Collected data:
====

/// Unified error type for the command engine
/// Separates recoverable user-input failures from internal defects
use thiserror::Error;

#[derive(Error, Debug, Clone, PartialEq)]
pub enum EngineError {
    /// Unrecognized verb or a clause that could not be split into column/operator/value
    #[error("Could not understand '{fragment}': {message}")]
    Parse {
        message: String,
        fragment: String,
    },

    /// No column cleared the similarity floor
    #[error("No column matches '{phrase}'{}", suggestion_suffix(.candidates))]
    UnknownColumn {
        phrase: String,
        /// Nearest column names, best first
        candidates: Vec<String>,
    },

    /// Literal does not coerce to the resolved column's type
    #[error("Column '{column}' expects a {expected} value, got '{literal}'")]
    TypeMismatch {
        column: String,
        expected: String,
        literal: String,
    },

    /// Persisted rule no longer fits the current dataset shape
    #[error("Rule {rule_id} is stale: {reason}")]
    StaleRule {
        rule_id: String,
        reason: String,
    },

    /// Dataset exceeds the configured evaluation guard
    #[error("Dataset has {rows} rows, above the limit of {limit}")]
    RowLimit {
        rows: usize,
        limit: usize,
    },

    /// Configuration rejected by validation
    #[error("Invalid configuration: {message}")]
    InvalidConfig {
        message: String,
    },

    /// Loaded data cannot form a dataset (duplicate headers)
    #[error("Invalid dataset: {message}")]
    InvalidDataset {
        message: String,
    },

    /// Internal errors: should never happen, indicates bug
    #[error("Internal error: {message}")]
    Internal {
        message: String,
        context: Option<String>,
    },
}

fn suggestion_suffix(candidates: &[String]) -> String {
    if candidates.is_empty() {
        String::new()
    } else {
        format!(" (did you mean: {}?)", candidates.join(", "))
    }
}

impl EngineError {
    pub fn parse(message: impl Into<String>, fragment: impl Into<String>) -> Self {
        Self::Parse {
            message: message.into(),
            fragment: fragment.into(),
        }
    }

    pub fn unknown_column(phrase: impl Into<String>, candidates: Vec<String>) -> Self {
        Self::UnknownColumn {
            phrase: phrase.into(),
            candidates,
        }
    }

    pub fn type_mismatch(
        column: impl Into<String>,
        expected: impl Into<String>,
        literal: impl Into<String>,
    ) -> Self {
        Self::TypeMismatch {
            column: column.into(),
            expected: expected.into(),
            literal: literal.into(),
        }
    }

    pub fn stale_rule(rule_id: impl Into<String>, reason: impl Into<String>) -> Self {
        Self::StaleRule {
            rule_id: rule_id.into(),
            reason: reason.into(),
        }
    }

    pub fn row_limit(rows: usize, limit: usize) -> Self {
        Self::RowLimit { rows, limit }
    }

    pub fn invalid_config(message: impl Into<String>) -> Self {
        Self::InvalidConfig {
            message: message.into(),
        }
    }

    pub fn invalid_dataset(message: impl Into<String>) -> Self {
        Self::InvalidDataset {
            message: message.into(),
        }
    }

    pub fn internal(message: impl Into<String>) -> Self {
        Self::Internal {
            message: message.into(),
            context: None,
        }
    }

    /// Add context to an error
    pub fn with_context(mut self, context: impl Into<String>) -> Self {
        if let Self::Internal { context: ctx, .. } = &mut self {
            *ctx = Some(context.into());
        }
        self
    }

    /// Attach a rule id to a StaleRule raised before the rule was known
    pub fn for_rule(self, id: impl Into<String>) -> Self {
        match self {
            Self::StaleRule { reason, .. } => Self::StaleRule {
                rule_id: id.into(),
                reason,
            },
            other => other,
        }
    }

    /// True for failures caused by user input or stale persisted state.
    /// `Internal` is the only variant that signals a defect.
    pub fn is_user_error(&self) -> bool {
        !matches!(self, Self::Internal { .. })
    }
}

impl From<anyhow::Error> for EngineError {
    fn from(err: anyhow::Error) -> Self {
        Self::Internal {
            message: err.to_string(),
            context: None,
        }
    }
}

impl From<serde_json::Error> for EngineError {
    fn from(err: serde_json::Error) -> Self {
        Self::InvalidConfig {
            message: err.to_string(),
        }
    }
}

/// Result type alias for engine operations
pub type EngineResult<T> = Result<T, EngineError>;
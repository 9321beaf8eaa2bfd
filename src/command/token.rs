/// Command tokens
///
/// The parser turns a normalized utterance into these tagged variants and the
/// predicate compiler matches on them exhaustively.
use serde::{Deserialize, Serialize};
use std::fmt;

/// Leading action of a command
#[derive(Clone, Copy, Debug, PartialEq, Eq, Hash, Serialize, Deserialize)]
#[serde(rename_all = "lowercase")]
pub enum Verb {
    Show,
    Filter,
    Highlight,
    Sort,
    Remove,
    Chart,
    Summarize,
}

impl Verb {
    /// Resolve a verb word, including synonyms
    pub fn from_word(word: &str) -> Option<Self> {
        let verb = match word {
            "show" | "display" | "list" | "find" | "get" | "view" => Verb::Show,
            "filter" | "select" | "keep" => Verb::Filter,
            "highlight" | "mark" | "flag" => Verb::Highlight,
            "sort" | "order" | "arrange" | "rank" => Verb::Sort,
            "remove" | "delete" | "drop" | "exclude" => Verb::Remove,
            "chart" | "plot" | "graph" => Verb::Chart,
            "summarize" | "summarise" | "summary" | "analyze" | "analyse" | "describe"
            | "insights" => Verb::Summarize,
            _ => return None,
        };
        Some(verb)
    }

    pub fn as_str(&self) -> &'static str {
        match self {
            Verb::Show => "show",
            Verb::Filter => "filter",
            Verb::Highlight => "highlight",
            Verb::Sort => "sort",
            Verb::Remove => "remove",
            Verb::Chart => "chart",
            Verb::Summarize => "summarize",
        }
    }
}

impl fmt::Display for Verb {
    fn fmt(&self, f: &mut fmt::Formatter<'_>) -> fmt::Result {
        f.write_str(self.as_str())
    }
}

/// Comparison operator as written by the user
#[derive(Clone, Copy, Debug, PartialEq, Eq, Hash, Serialize, Deserialize)]
pub enum Operator {
    Eq,
    Ne,
    Gt,
    Ge,
    Lt,
    Le,
    Contains,
    NotContains,
    Before,
    After,
    IsEmpty,
    IsNotEmpty,
}

impl Operator {
    /// Null checks take no value
    pub fn takes_value(&self) -> bool {
        !matches!(self, Operator::IsEmpty | Operator::IsNotEmpty)
    }

    pub fn symbol(&self) -> &'static str {
        match self {
            Operator::Eq => "=",
            Operator::Ne => "!=",
            Operator::Gt => ">",
            Operator::Ge => ">=",
            Operator::Lt => "<",
            Operator::Le => "<=",
            Operator::Contains => "contains",
            Operator::NotContains => "does not contain",
            Operator::Before => "before",
            Operator::After => "after",
            Operator::IsEmpty => "is empty",
            Operator::IsNotEmpty => "is not empty",
        }
    }
}

/// Boolean connective between clauses
#[derive(Clone, Copy, Debug, PartialEq, Eq, Hash, Serialize, Deserialize)]
pub enum Connective {
    And,
    Or,
    Not,
}

impl Connective {
    pub fn from_word(word: &str) -> Option<Self> {
        match word {
            "and" | "but" | "&&" => Some(Connective::And),
            "or" | "||" => Some(Connective::Or),
            "not" => Some(Connective::Not),
            _ => None,
        }
    }
}

/// One token of a parsed command
#[derive(Clone, Debug, PartialEq, Serialize, Deserialize)]
pub enum CommandToken {
    Verb(Verb),
    /// Column phrase as typed; resolved against the schema during compilation
    ColumnRef(String),
    Operator(Operator),
    /// Raw value text; coerced during compilation
    Literal(String),
    Connective(Connective),
}

impl fmt::Display for CommandToken {
    fn fmt(&self, f: &mut fmt::Formatter<'_>) -> fmt::Result {
        match self {
            CommandToken::Verb(v) => write!(f, "{}", v),
            CommandToken::ColumnRef(c) => write!(f, "[{}]", c),
            CommandToken::Operator(op) => write!(f, "{}", op.symbol()),
            CommandToken::Literal(l) => write!(f, "'{}'", l),
            CommandToken::Connective(c) => write!(f, "{:?}", c),
        }
    }
}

====

What is expected:
All of the data above should be transcribed exactly.

Written reply:
/// Unified error type for the command engine
/// Separates recoverable user-input failures from internal defects
use thiserror::Error;

#[derive(Error, Debug, Clone, PartialEq)]
pub enum EngineError {
    /// Unrecognized verb or a clause that could not be split into column/operator/value
    #[error("Could not understand '{fragment}': {message}")]
    Parse {
        message: String,
        fragment: String,
    },

    /// No column cleared the similarity floor
    #[error("No column matches '{phrase}'{}", suggestion_suffix(.candidates))]
    UnknownColumn {
        phrase: String,
        /// Nearest column names, best first
        candidates: Vec<String>,
    },

    /// Literal does not coerce to the resolved column's type
    #[error("Column '{column}' expects a {expected} value, got '{literal}'")]
    TypeMismatch {
        column: String,
        expected: String,
        literal: String,
    },

    /// Persisted rule no longer fits the current dataset shape
    #[error("Rule {rule_id} is stale: {reason}")]
    StaleRule {
        rule_id: String,
        reason: String,
    },

    /// Dataset exceeds the configured evaluation guard
    #[error("Dataset has {rows} rows, above the limit of {limit}")]
    RowLimit {
        rows: usize,
        limit: usize,
    },

    /// Configuration rejected by validation
    #[error("Invalid configuration: {message}")]
    InvalidConfig {
        message: String,
    },

    /// Loaded data cannot form a dataset (duplicate headers)
    #[error("Invalid dataset: {message}")]
    InvalidDataset {
        message: String,
    },

    /// Internal errors: should never happen, indicates bug
    #[error("Internal error: {message}")]
    Internal {
        message: String,
        context: Option<String>,
    },
}

fn suggestion_suffix(candidates: &[String]) -> String {
    if candidates.is_empty() {
        String::new()
    } else {
        format!(" (did you mean: {}?)", candidates.join(", "))
    }
}

impl EngineError {
    pub fn parse(message: impl Into<String>, fragment: impl Into<String>) -> Self {
        Self::Parse {
            message: message.into(),
            fragment: fragment.into(),
        }
    }

    pub fn unknown_column(phrase: impl Into<String>, candidates: Vec<String>) -> Self {
        Self::UnknownColumn {
            phrase: phrase.into(),
            candidates,
        }
    }

    pub fn type_mismatch(
        column: impl Into<String>,
        expected: impl Into<String>,
        literal: impl Into<String>,
    ) -> Self {
        Self::TypeMismatch {
            column: column.into(),
            expected: expected.into(),
            literal: literal.into(),
        }
    }

    pub fn stale_rule(rule_id: impl Into<String>, reason: impl Into<String>) -> Self {
        Self::StaleRule {
            rule_id: rule_id.into(),
            reason: reason.into(),
        }
    }

    pub fn row_limit(rows: usize, limit: usize) -> Self {
        Self::RowLimit { rows, limit }
    }

    pub fn invalid_config(message: impl Into<String>) -> Self {
        Self::InvalidConfig {
            message: message.into(),
        }
    }

    pub fn invalid_dataset(message: impl Into<String>) -> Self {
        Self::InvalidDataset {
            message: message.into(),
        }
    }

    pub fn internal(message: impl Into<String>) -> Self {
        Self::Internal {
            message: message.into(),
            context: None,
        }
    }

    /// Add context to an error
    pub fn with_context(mut self, context: impl Into<String>) -> Self {
        if let Self::Internal { context: ctx, .. } = &mut self {
            *ctx = Some(context.into());
        }
        self
    }

    /// Attach a rule id to a StaleRule raised before the rule was known
    pub fn for_rule(self, id: impl Into<String>) -> Self {
        match self {
            Self::StaleRule { reason, .. } => Self::StaleRule {
                rule_id: id.into(),
                reason,
            },
            other => other,
        }
    }

    /// True for failures caused by user input or stale persisted state.
    /// `Internal` is the only variant that signals a defect.
    pub fn is_user_error(&self) -> bool {
        !matches!(self, Self::Internal { .. })
    }
}

impl From<anyhow::Error> for EngineError {
    fn from(err: anyhow::Error) -> Self {
        Self::Internal {
            message: err.to_string(),
            context: None,
        }
    }
}

impl From<serde_json::Error> for EngineError {
    fn from(err: serde_json::Error) -> Self {
        Self::InvalidConfig {
            message: err.to_string(),
        }
    }
}

/// Result type alias for engine operations
pub type EngineResult<T> = Result<T, EngineError>;
repository 9321beaf8eaa2bfd
filename src/command/token.rs
/// Command tokens
///
/// The parser turns a normalized utterance into these tagged variants and the
/// predicate compiler matches on them exhaustively.
use serde::{Deserialize, Serialize};
use std::fmt;

/// Leading action of a command
#[derive(Clone, Copy, Debug, PartialEq, Eq, Hash, Serialize, Deserialize)]
#[serde(rename_all = "lowercase")]
pub enum Verb {
    Show,
    Filter,
    Highlight,
    Sort,
    Remove,
    Chart,
    Summarize,
}

impl Verb {
    /// Resolve a verb word, including synonyms
    pub fn from_word(word: &str) -> Option<Self> {
        let verb = match word {
            "show" | "display" | "list" | "find" | "get" | "view" => Verb::Show,
            "filter" | "select" | "keep" => Verb::Filter,
            "highlight" | "mark" | "flag" => Verb::Highlight,
            "sort" | "order" | "arrange" | "rank" => Verb::Sort,
            "remove" | "delete" | "drop" | "exclude" => Verb::Remove,
            "chart" | "plot" | "graph" => Verb::Chart,
            "summarize" | "summarise" | "summary" | "analyze" | "analyse" | "describe"
            | "insights" => Verb::Summarize,
            _ => return None,
        };
        Some(verb)
    }

    pub fn as_str(&self) -> &'static str {
        match self {
            Verb::Show => "show",
            Verb::Filter => "filter",
            Verb::Highlight => "highlight",
            Verb::Sort => "sort",
            Verb::Remove => "remove",
            Verb::Chart => "chart",
            Verb::Summarize => "summarize",
        }
    }
}

impl fmt::Display for Verb {
    fn fmt(&self, f: &mut fmt::Formatter<'_>) -> fmt::Result {
        f.write_str(self.as_str())
    }
}

/// Comparison operator as written by the user
#[derive(Clone, Copy, Debug, PartialEq, Eq, Hash, Serialize, Deserialize)]
pub enum Operator {
    Eq,
    Ne,
    Gt,
    Ge,
    Lt,
    Le,
    Contains,
    NotContains,
    Before,
    After,
    IsEmpty,
    IsNotEmpty,
}

impl Operator {
    /// Null checks take no value
    pub fn takes_value(&self) -> bool {
        !matches!(self, Operator::IsEmpty | Operator::IsNotEmpty)
    }

    pub fn symbol(&self) -> &'static str {
        match self {
            Operator::Eq => "=",
            Operator::Ne => "!=",
            Operator::Gt => ">",
            Operator::Ge => ">=",
            Operator::Lt => "<",
            Operator::Le => "<=",
            Operator::Contains => "contains",
            Operator::NotContains => "does not contain",
            Operator::Before => "before",
            Operator::After => "after",
            Operator::IsEmpty => "is empty",
            Operator::IsNotEmpty => "is not empty",
        }
    }
}

/// Boolean connective between clauses
#[derive(Clone, Copy, Debug, PartialEq, Eq, Hash, Serialize, Deserialize)]
pub enum Connective {
    And,
    Or,
    Not,
}

impl Connective {
    pub fn from_word(word: &str) -> Option<Self> {
        match word {
            "and" | "but" | "&&" => Some(Connective::And),
            "or" | "||" => Some(Connective::Or),
            "not" => Some(Connective::Not),
            _ => None,
        }
    }
}

/// One token of a parsed command
#[derive(Clone, Debug, PartialEq, Serialize, Deserialize)]
pub enum CommandToken {
    Verb(Verb),
    /// Column phrase as typed; resolved against the schema during compilation
    ColumnRef(String),
    Operator(Operator),
    /// Raw value text; coerced during compilation
    Literal(String),
    Connective(Connective),
}

impl fmt::Display for CommandToken {
    fn fmt(&self, f: &mut fmt::Formatter<'_>) -> fmt::Result {
        match self {
            CommandToken::Verb(v) => write!(f, "{}", v),
            CommandToken::ColumnRef(c) => write!(f, "[{}]", c),
            CommandToken::Operator(op) => write!(f, "{}", op.symbol()),
            CommandToken::Literal(l) => write!(f, "'{}'", l),
            CommandToken::Connective(c) => write!(f, "{:?}", c),
        }
    }
}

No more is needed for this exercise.